==== SUPPLIED ENTRIES ====

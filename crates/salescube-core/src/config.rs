//! Pipeline configuration (`salescube.toml`)
//!
//! Every section is optional; a missing file or section means the defaults
//! of the standard smart-sales layout.

use std::path::{Path, PathBuf};

use serde::{Deserialize, Serialize};
use thiserror::Error;

use crate::data::cube::{default_metrics, CubeBuilder, MetricSpec};
use crate::data::rank::{standard_policies, RankPolicy};
use crate::sink::ArtifactFormat;

/// Conventional config file name
pub const CONFIG_FILE: &str = "salescube.toml";

#[derive(Error, Debug)]
pub enum ConfigError {
    #[error("cannot read config file '{}': {source}", path.display())]
    Io {
        path: PathBuf,
        source: std::io::Error,
    },

    #[error("invalid config file '{}': {source}", path.display())]
    Parse {
        path: PathBuf,
        source: toml::de::Error,
    },

    #[error("failed to parse config: {0}")]
    Syntax(#[from] toml::de::Error),

    #[error("failed to serialize config: {0}")]
    Serialize(#[from] toml::ser::Error),

    #[error("unknown ranking policy '{0}'")]
    UnknownPolicy(String),

    #[error("invalid setting {key}: {reason}")]
    Invalid { key: &'static str, reason: String },
}

/// Where facts come from
#[derive(Debug, Clone, Copy, Default, PartialEq, Eq, Serialize, Deserialize)]
#[serde(rename_all = "lowercase")]
pub enum SourceKind {
    #[default]
    Sqlite,
    Csv,
}

#[derive(Debug, Clone, PartialEq, Serialize, Deserialize)]
#[serde(default, deny_unknown_fields)]
pub struct PathsConfig {
    /// SQLite data warehouse
    pub warehouse: PathBuf,
    /// Directory receiving the cube artifact
    pub olap_output: PathBuf,
    /// Directory receiving rank artifacts and charts
    pub results: PathBuf,
}

impl Default for PathsConfig {
    fn default() -> Self {
        Self {
            warehouse: PathBuf::from("data/dw/smart_sales.db"),
            olap_output: PathBuf::from("data/olap_cubing_outputs"),
            results: PathBuf::from("data/results"),
        }
    }
}

/// Fact source selection and the names of its required columns
#[derive(Debug, Clone, PartialEq, Serialize, Deserialize)]
#[serde(default, deny_unknown_fields)]
pub struct SourceConfig {
    pub kind: SourceKind,
    pub sales_csv: Option<PathBuf>,
    /// Joined on `customer_column` to supply the region when set
    pub customers_csv: Option<PathBuf>,
    pub id_column: String,
    pub timestamp_column: String,
    pub amount_column: String,
    pub product_column: String,
    pub region_column: String,
    pub customer_column: String,
}

impl Default for SourceConfig {
    fn default() -> Self {
        Self {
            kind: SourceKind::Sqlite,
            sales_csv: None,
            customers_csv: None,
            id_column: "sale_id".to_string(),
            timestamp_column: "sale_date".to_string(),
            amount_column: "sale_amount".to_string(),
            product_column: "product_name".to_string(),
            region_column: "region".to_string(),
            customer_column: "customer_id".to_string(),
        }
    }
}

impl SourceConfig {
    /// Columns every fact table must carry
    #[must_use]
    pub fn required_columns(&self) -> [&str; 5] {
        [
            self.id_column.as_str(),
            self.timestamp_column.as_str(),
            self.amount_column.as_str(),
            self.product_column.as_str(),
            self.region_column.as_str(),
        ]
    }
}

#[derive(Debug, Clone, PartialEq, Serialize, Deserialize)]
#[serde(default, deny_unknown_fields)]
pub struct CubeConfig {
    pub dimensions: Vec<String>,
    pub metrics: Vec<MetricSpec>,
    /// Cube artifact file name, extension included
    pub file: String,
}

impl Default for CubeConfig {
    fn default() -> Self {
        Self {
            dimensions: ["Year", "Month", "region", "product_name"]
                .into_iter()
                .map(String::from)
                .collect(),
            metrics: default_metrics(),
            file: "multidimensional_olap_cube.csv".to_string(),
        }
    }
}

#[derive(Debug, Clone, Default, PartialEq, Eq, Serialize, Deserialize)]
#[serde(default, deny_unknown_fields)]
pub struct RankingConfig {
    /// Overrides the window of every standard policy
    pub window: Option<usize>,
    /// Adds `Year` to the region/month partition
    pub year_scoped_month_ranking: bool,
    /// Policy names to run; empty runs all of them
    pub only: Vec<String>,
}

#[derive(Debug, Clone, PartialEq, Eq, Serialize, Deserialize)]
#[serde(default, deny_unknown_fields)]
pub struct OutputConfig {
    pub format: ArtifactFormat,
    pub charts: bool,
}

impl Default for OutputConfig {
    fn default() -> Self {
        Self {
            format: ArtifactFormat::Csv,
            charts: true,
        }
    }
}

#[derive(Debug, Clone, PartialEq, Eq, Serialize, Deserialize)]
#[serde(default, deny_unknown_fields)]
pub struct LoggingConfig {
    /// Default filter directive when `RUST_LOG` is unset
    pub level: String,
    /// Also append logs to this file
    pub file: Option<PathBuf>,
}

impl Default for LoggingConfig {
    fn default() -> Self {
        Self {
            level: "info".to_string(),
            file: None,
        }
    }
}

/// The complete salescube.toml
#[derive(Debug, Clone, Default, PartialEq, Serialize, Deserialize)]
#[serde(default, deny_unknown_fields)]
pub struct PipelineConfig {
    pub paths: PathsConfig,
    pub source: SourceConfig,
    pub cube: CubeConfig,
    pub ranking: RankingConfig,
    pub output: OutputConfig,
    pub logging: LoggingConfig,
}

impl PipelineConfig {
    /// Load from `path`, or the defaults when no path is given
    ///
    /// # Errors
    /// Returns an error if the file cannot be read or parsed
    pub fn load(path: Option<&Path>) -> Result<Self, ConfigError> {
        match path {
            Some(path) => Self::from_path(path),
            None => Ok(Self::default()),
        }
    }

    /// # Errors
    /// Returns an error if the file cannot be read or parsed
    pub fn from_path(path: impl AsRef<Path>) -> Result<Self, ConfigError> {
        let path = path.as_ref();
        let content = std::fs::read_to_string(path).map_err(|source| ConfigError::Io {
            path: path.to_path_buf(),
            source,
        })?;
        let config: Self = toml::from_str(&content).map_err(|source| ConfigError::Parse {
            path: path.to_path_buf(),
            source,
        })?;
        config.validate()?;
        Ok(config)
    }

    /// # Errors
    /// Returns an error if the TOML is invalid
    pub fn parse(content: &str) -> Result<Self, ConfigError> {
        let config: Self = toml::from_str(content)?;
        config.validate()?;
        Ok(config)
    }

    fn validate(&self) -> Result<(), ConfigError> {
        if self.ranking.window == Some(0) {
            return Err(ConfigError::Invalid {
                key: "ranking.window",
                reason: "must be at least 1".to_string(),
            });
        }
        if self.cube.file.trim().is_empty() {
            return Err(ConfigError::Invalid {
                key: "cube.file",
                reason: "must not be empty".to_string(),
            });
        }
        self.policies().map(|_| ())
    }

    /// # Errors
    /// Returns an error if serialization fails
    pub fn to_toml_string(&self) -> Result<String, ConfigError> {
        Ok(toml::to_string_pretty(self)?)
    }

    /// # Errors
    /// Returns an error if the file cannot be written
    pub fn save(&self, path: impl AsRef<Path>) -> Result<(), ConfigError> {
        let path = path.as_ref();
        let content = self.to_toml_string()?;
        std::fs::write(path, content).map_err(|source| ConfigError::Io {
            path: path.to_path_buf(),
            source,
        })
    }

    /// Cube builder for the configured dimensions and metrics
    #[must_use]
    pub fn cube_builder(&self) -> CubeBuilder {
        CubeBuilder::new(self.cube.dimensions.iter().cloned())
            .metrics(self.cube.metrics.iter().cloned())
            .trace_ids(self.source.id_column.clone())
    }

    /// The standard policies with the ranking section applied, in table order
    ///
    /// # Errors
    /// Returns an error if `ranking.only` names an unknown policy or the
    /// window override is zero
    pub fn policies(&self) -> Result<Vec<RankPolicy>, ConfigError> {
        let table = standard_policies(self.ranking.year_scoped_month_ranking);
        for name in &self.ranking.only {
            if !table.iter().any(|p| p.name() == name) {
                return Err(ConfigError::UnknownPolicy(name.clone()));
            }
        }

        table
            .into_iter()
            .filter(|p| self.ranking.only.is_empty() || self.ranking.only.iter().any(|n| n == p.name()))
            .map(|p| match self.ranking.window {
                Some(window) => p.with_window(window).map_err(|e| ConfigError::Invalid {
                    key: "ranking.window",
                    reason: e.to_string(),
                }),
                None => Ok(p),
            })
            .collect()
    }
}

#[cfg(test)]
mod tests {
    use super::*;
    use crate::data::AggOp;

    #[test]
    fn test_defaults() {
        let config = PipelineConfig::default();
        assert_eq!(config.source.kind, SourceKind::Sqlite);
        assert_eq!(config.cube.dimensions, vec!["Year", "Month", "region", "product_name"]);
        assert_eq!(config.cube.file, "multidimensional_olap_cube.csv");
        assert_eq!(config.policies().unwrap().len(), 4);
        assert_eq!(config.output.format, ArtifactFormat::Csv);
    }

    #[test]
    fn test_partial_file() {
        let config = PipelineConfig::parse(
            r#"
            [source]
            kind = "csv"
            sales_csv = "data/prepared/sales_data_prepared.csv"

            [ranking]
            window = 5
            only = ["top_products_by_region_year"]
            "#,
        )
        .unwrap();

        assert_eq!(config.source.kind, SourceKind::Csv);
        assert_eq!(config.source.id_column, "sale_id");
        let policies = config.policies().unwrap();
        assert_eq!(policies.len(), 1);
        assert_eq!(policies[0].window(), 5);
    }

    #[test]
    fn test_round_trip_keeps_metric_order() {
        let mut config = PipelineConfig::default();
        config.cube.metrics = vec![
            MetricSpec::new("sale_id", AggOp::Count),
            MetricSpec::new("sale_amount", vec![AggOp::Max, AggOp::Sum]),
        ];
        config.logging.file = Some(PathBuf::from("logs/project_log.log"));

        let text = config.to_toml_string().unwrap();
        let back = PipelineConfig::parse(&text).unwrap();
        assert_eq!(back, config);
    }

    #[test]
    fn test_rejects_bad_values() {
        assert!(matches!(
            PipelineConfig::parse("[output]\nformat = \"xlsx\""),
            Err(ConfigError::Syntax(_))
        ));
        assert!(matches!(
            PipelineConfig::parse("[ranking]\nonly = [\"best_ever\"]"),
            Err(ConfigError::UnknownPolicy(_))
        ));
        assert!(matches!(
            PipelineConfig::parse("[ranking]\nwindow = 0"),
            Err(ConfigError::Invalid { key: "ranking.window", .. })
        ));
        assert!(PipelineConfig::parse("[cube]\nmetrics = [{ column = \"x\", functions = \"median\" }]").is_err());
    }

    #[test]
    fn test_file_errors_name_the_path() {
        let dir = tempfile::tempdir().unwrap();
        let path = dir.path().join(CONFIG_FILE);
        std::fs::write(&path, "[paths\n").unwrap();

        let err = PipelineConfig::from_path(&path).unwrap_err();
        assert!(err.to_string().contains(CONFIG_FILE));

        let missing = PipelineConfig::load(Some(&dir.path().join("nope.toml"))).unwrap_err();
        assert!(matches!(missing, ConfigError::Io { .. }));
    }
}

====

▸ TRY IT:
Please tally the lines above that include the word "write" and answer with the number by itself.

▸ SOLUTION:
2